--- Material provided Enclosed Below ---
impl FormControllerBuilder {
    pub fn options(mut self, options: FormOptions) -> Self {
        self.options = options;
        self
    }

    pub fn document(mut self, document: Arc<dyn Document>) -> Self {
        self.document = Some(document);
        self
    }

    pub fn validation_engine(mut self, engine: Arc<dyn ValidationEngine>) -> Self {
        self.engine = Some(engine);
        self
    }

    pub fn rules(mut self, rules: Arc<dyn RuleSource>) -> Self {
        self.rules = Some(rules);
        self
    }

    pub fn transport(mut self, transport: Arc<dyn Transport>) -> Self {
        self.transport = Some(transport);
        self
    }

    pub fn spawner(mut self, spawner: Arc<dyn Spawn + Send + Sync>) -> Self {
        self.spawner = Some(spawner);
        self
    }

    pub fn body_encoder(mut self, enctype: &str, encoder: Arc<dyn BodyEncoder>) -> Self {
        self.encoders.insert(submission::mime_essence(enctype), encoder);
        self
    }

    /// Resolves the form, checks the configuration and attaches the native listeners.
    pub fn bind(self) -> FormResult<FormController> {
        let form = match self.target {
            FormTarget::Element(form) => form,
            FormTarget::Named(name) => {
                let Some(document) = self.document.as_ref() else {
                    return Err(FormError::DocumentRequired(name));
                };
                document
                    .form_by_name(&name)
                    .ok_or(FormError::FormNotFound(name))?
            }
        };
        let spawner = self.spawner.ok_or(FormError::MissingSpawner)?;
        if self.options.submit && self.transport.is_none() {
            return Err(FormError::MissingTransport);
        }
        let enctype = effective_enctype(&self.options, form.as_ref());
        let method = Method::parse(&form.method());
        if self.options.submit && !submission::supports_encoding(&method, &enctype, &self.encoders)
        {
            return Err(FormError::UnsupportedEncoding {
                enctype,
                method: method.to_string(),
            });
        }

        let form_id = form.form_id();
        claim(form_id)?;

        let bus = EventBus::new();
        let coordinator = ValidationCoordinator::new(
            self.engine.unwrap_or_else(|| Arc::new(AcceptAll)),
            self.rules.unwrap_or_else(|| Arc::new(NoRules)),
            Duration::from_millis(self.options.validation_debounce_ms),
        );
        let pipeline = SubmissionPipeline::new(
            self.options.submit,
            self.transport,
            self.encoders,
            bus.clone(),
        );
        let inner = Arc::new(ControllerInner {
            options: self.options,
            form,
            document: self.document,
            session: FormSession::new(bus.clone()),
            bus,
            coordinator,
            pipeline,
            spawner,
            binder: EventBinder::default(),
            disposed: AtomicBool::new(false),
        });
        EventBinder::attach(&inner)?;
        tracing::debug!(form = %form_id, "form controller bound");
        Ok(FormController { inner })
    }
}

pub(super) struct ControllerInner {
    pub(super) options: FormOptions,
    pub(super) form: Arc<dyn FormElement>,
    pub(super) document: Option<Arc<dyn Document>>,
    pub(super) session: FormSession,
    pub(super) bus: EventBus,
    pub(super) coordinator: ValidationCoordinator,
    pub(super) pipeline: SubmissionPipeline,
    pub(super) spawner: Arc<dyn Spawn + Send + Sync>,
    pub(super) binder: EventBinder,
    pub(super) disposed: AtomicBool,
}

impl ControllerInner {
    pub(super) fn is_disposed(&self) -> bool {
        self.disposed.load(Ordering::SeqCst)
    }

    pub(super) fn spawn(&self, task: impl Future<Output = ()> + Send + 'static) {
        if let Err(error) = self.spawner.spawn(task) {
            tracing::warn!(%error, "could not schedule form task");
        }
    }

    pub(super) fn enctype(&self) -> String {
        effective_enctype(&self.options, self.form.as_ref())
    }

    pub(super) fn submit_target(&self) -> SubmitTarget {
        SubmitTarget {
            method: Method::parse(&self.form.method()),
            url: self.form.action(),
            enctype: self.enctype(),
            data: collector::collect(self.form.as_ref()),
        }
    }

    pub(super) async fn run_submission(&self) -> FormResult<SubmitOutcome> {
        if self.is_disposed() {
            return Err(FormError::Disposed);
        }
        self.pipeline
            .run(&self.session, &self.coordinator, self.submit_target())
            .await
    }

    fn teardown(&self) {
        if self.disposed.swap(true, Ordering::SeqCst) {
            return;
        }
        self.binder.detach(self.form.as_ref(), self.document.as_deref());
        self.bus.close();
        release(self.form.form_id());
        tracing::debug!(form = %self.form.form_id(), "form controller disposed");
    }
}

impl Drop for ControllerInner {
    fn drop(&mut self) {
        self.teardown();
    }
}

/// Controller bound to exactly one form element.
///
/// Cloning is cheap and every clone drives the same session. Dropping the last clone
/// detaches the native listeners.
#[derive(Clone)]
pub struct FormController {
    pub(super) inner: Arc<ControllerInner>,
}
mod binding;
mod bus;
mod collector;
mod controller;
mod element;
mod memory;
mod session;
mod submission;
mod validation;


pub use bus::{
    DIRTY, ERROR, EventBus, EventHandler, FormEvent, PENDING, RESET, SUBMIT, SubscriptionId,
    scoped_event_name,
};
pub use collector::{FieldValue, FormData, collect, control_value};
pub use controller::{
    ElementView, FormController, FormControllerBuilder, FormError, FormOptions, FormResult,
    FormTarget,
};
pub use element::{
    ControlRef, Document, EventKind, EventSource, FieldKind, FileHandle, FormControl, FormElement,
    FormId, ListenerId, NativeEvent, NativeListener, TargetKind,
};
pub use memory::{InMemoryControl, InMemoryDocument, InMemoryForm};
pub use session::{ErrorSnapshot, FormSession};
pub use submission::{
    BodyEncoder, BoxedTransportFuture, CONTENT_TYPE, EncoderRegistry, JSON, MULTIPART, Method,
    Request, Response, SubmissionPipeline, SubmitOutcome, SubmitState, SubmitTarget, Transport,
    TransportError, URL_ENCODED, build_request, mime_essence, supports_encoding,
};
pub use validation::{
    BoxedValidationFuture, ErrorList, ErrorMap, FieldVerdict, Rule, RuleSet, RuleSource,
    ValidationCoordinator, ValidationEngine, ValidationTicket,
};
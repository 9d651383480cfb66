use std::sync::{Arc, RwLock, Weak};

use super::bus::FormEvent;
use super::collector;
use super::controller::{ControllerInner, FormError, FormResult, write_lock, write_state};
use super::element::{
    ControlRef, Document, EventKind, EventSource, FieldKind, FormElement, ListenerId, NativeEvent,
    NativeListener, TargetKind,
};
use super::submission::SubmitOutcome;

const FORM_EVENTS: [EventKind; 6] = [
    EventKind::Input,
    EventKind::Focus,
    EventKind::Change,
    EventKind::Click,
    EventKind::Submit,
    EventKind::Reset,
];

#[derive(Clone, Copy, Debug, Eq, PartialEq)]
enum Registration {
    Form(ListenerId),
    Document(ListenerId),
}

/// Native listener registrations owned by one controller.
#[derive(Default)]
pub(super) struct EventBinder {
    registrations: RwLock<Vec<Registration>>,
}

impl EventBinder {
    /// Registers the controller's listeners on its form and, when present, its document.
    pub(super) fn attach(inner: &Arc<ControllerInner>) -> FormResult<()> {
        let mut registrations = write_lock(&inner.binder.registrations, "attaching listeners")?;
        if !registrations.is_empty() {
            return Err(FormError::AlreadyBound(inner.form.form_id()));
        }

        let weak = Arc::downgrade(inner);
        for kind in FORM_EVENTS {
            let id = inner.form.add_listener(kind, listener(weak.clone()));
            registrations.push(Registration::Form(id));
        }
        if let Some(document) = inner.document.as_ref() {
            let id = document.add_listener(EventKind::Ready, listener(weak));
            registrations.push(Registration::Document(id));
        }
        tracing::trace!(
            form = %inner.form.form_id(),
            listeners = registrations.len(),
            "native listeners attached"
        );
        Ok(())
    }

    pub(super) fn detach(&self, form: &dyn FormElement, document: Option<&dyn Document>) {
        let registrations = std::mem::take(&mut *write_state(&self.registrations));
        for registration in registrations {
            match (registration, document) {
                (Registration::Form(id), _) => {
                    form.remove_listener(id);
                }
                (Registration::Document(id), Some(document)) => {
                    document.remove_listener(id);
                }
                (Registration::Document(_), None) => {}
            }
        }
    }
}

fn listener(inner: Weak<ControllerInner>) -> NativeListener {
    Arc::new(move |event: &NativeEvent| {
        if let Some(inner) = inner.upgrade() {
            inner.handle_native(event);
        }
    })
}

impl ControllerInner {
    pub(super) fn handle_native(self: &Arc<Self>, event: &NativeEvent) {
        if self.is_disposed() {
            return;
        }
        match event.kind {
            EventKind::Input | EventKind::Change => self.on_modified(event),
            EventKind::Focus => self.on_focus(event),
            EventKind::Click => self.on_click(event),
            EventKind::Submit => self.on_submit(event),
            EventKind::Reset => self.on_reset(),
            EventKind::Ready => {
                self.session.mark_pristine();
            }
        }
    }

    fn on_modified(self: &Arc<Self>, event: &NativeEvent) {
        let base = event.kind.as_str();
        let Some(name) = event.field_name() else {
            tracing::trace!(event = base, "event without a field name");
            self.bus.emit(base, &FormEvent::Native(event.clone()));
            return;
        };

        self.session.mark_dirty();
        self.bus
            .emit_scoped(base, Some(name), &FormEvent::Native(event.clone()));

        let snapshot = collector::collect(self.form.as_ref());
        let ticket = self.coordinator.issue_ticket(name);
        let name = name.to_string();
        let inner = self.clone();
        self.spawn(async move {
            inner
                .coordinator
                .validate_ticketed(&inner.session, &name, ticket, snapshot)
                .await;
        });
    }

    fn on_focus(&self, event: &NativeEvent) {
        self.bus.emit_scoped(
            event.kind.as_str(),
            event.field_name(),
            &FormEvent::Native(event.clone()),
        );
    }

    /// A click on a checkbox, or on a label bound to one, becomes a change of that checkbox
    /// observed after the host has toggled it.
    fn on_click(self: &Arc<Self>, event: &NativeEvent) {
        let name = match &event.target_kind {
            TargetKind::Control(FieldKind::Checkbox) => event.field_name(),
            TargetKind::Label { html_for } => html_for.as_deref(),
            _ => None,
        };
        let Some(control) = name
            .and_then(|name| self.form.control(&ControlRef::Name(name.to_string())))
            .filter(|control| control.kind() == FieldKind::Checkbox)
        else {
            return;
        };

        let inner = self.clone();
        self.spawn(async move {
            inner.handle_native(&NativeEvent::for_control(EventKind::Change, control.as_ref()));
        });
    }

    fn on_submit(self: &Arc<Self>, event: &NativeEvent) {
        event.prevent_default();
        let inner = self.clone();
        self.spawn(async move {
            match inner.run_submission().await {
                Ok(SubmitOutcome::Native) => inner.form.submit_natively(),
                Ok(outcome) => tracing::debug!(?outcome, "submission finished"),
                Err(FormError::AlreadySubmitting) => {}
                Err(error) => tracing::error!(%error, "submission could not run"),
            }
        });
    }

    fn on_reset(&self) {
        self.coordinator.invalidate_all();
        self.pipeline.abandon();
        self.session.reset();
    }
}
--- End of Enclosed Material provided ---
**Task description:** Your answer must consist only of the lines from the start of the records above through the line with "return Err(FormError::DocumentRequired(name));", each retyped exactly.

**Solved exercise:**
impl FormControllerBuilder {
    pub fn options(mut self, options: FormOptions) -> Self {
        self.options = options;
        self
    }

    pub fn document(mut self, document: Arc<dyn Document>) -> Self {
        self.document = Some(document);
        self
    }

    pub fn validation_engine(mut self, engine: Arc<dyn ValidationEngine>) -> Self {
        self.engine = Some(engine);
        self
    }

    pub fn rules(mut self, rules: Arc<dyn RuleSource>) -> Self {
        self.rules = Some(rules);
        self
    }

    pub fn transport(mut self, transport: Arc<dyn Transport>) -> Self {
        self.transport = Some(transport);
        self
    }

    pub fn spawner(mut self, spawner: Arc<dyn Spawn + Send + Sync>) -> Self {
        self.spawner = Some(spawner);
        self
    }

    pub fn body_encoder(mut self, enctype: &str, encoder: Arc<dyn BodyEncoder>) -> Self {
        self.encoders.insert(submission::mime_essence(enctype), encoder);
        self
    }

    /// Resolves the form, checks the configuration and attaches the native listeners.
    pub fn bind(self) -> FormResult<FormController> {
        let form = match self.target {
            FormTarget::Element(form) => form,
            FormTarget::Named(name) => {
                let Some(document) = self.document.as_ref() else {
                    return Err(FormError::DocumentRequired(name));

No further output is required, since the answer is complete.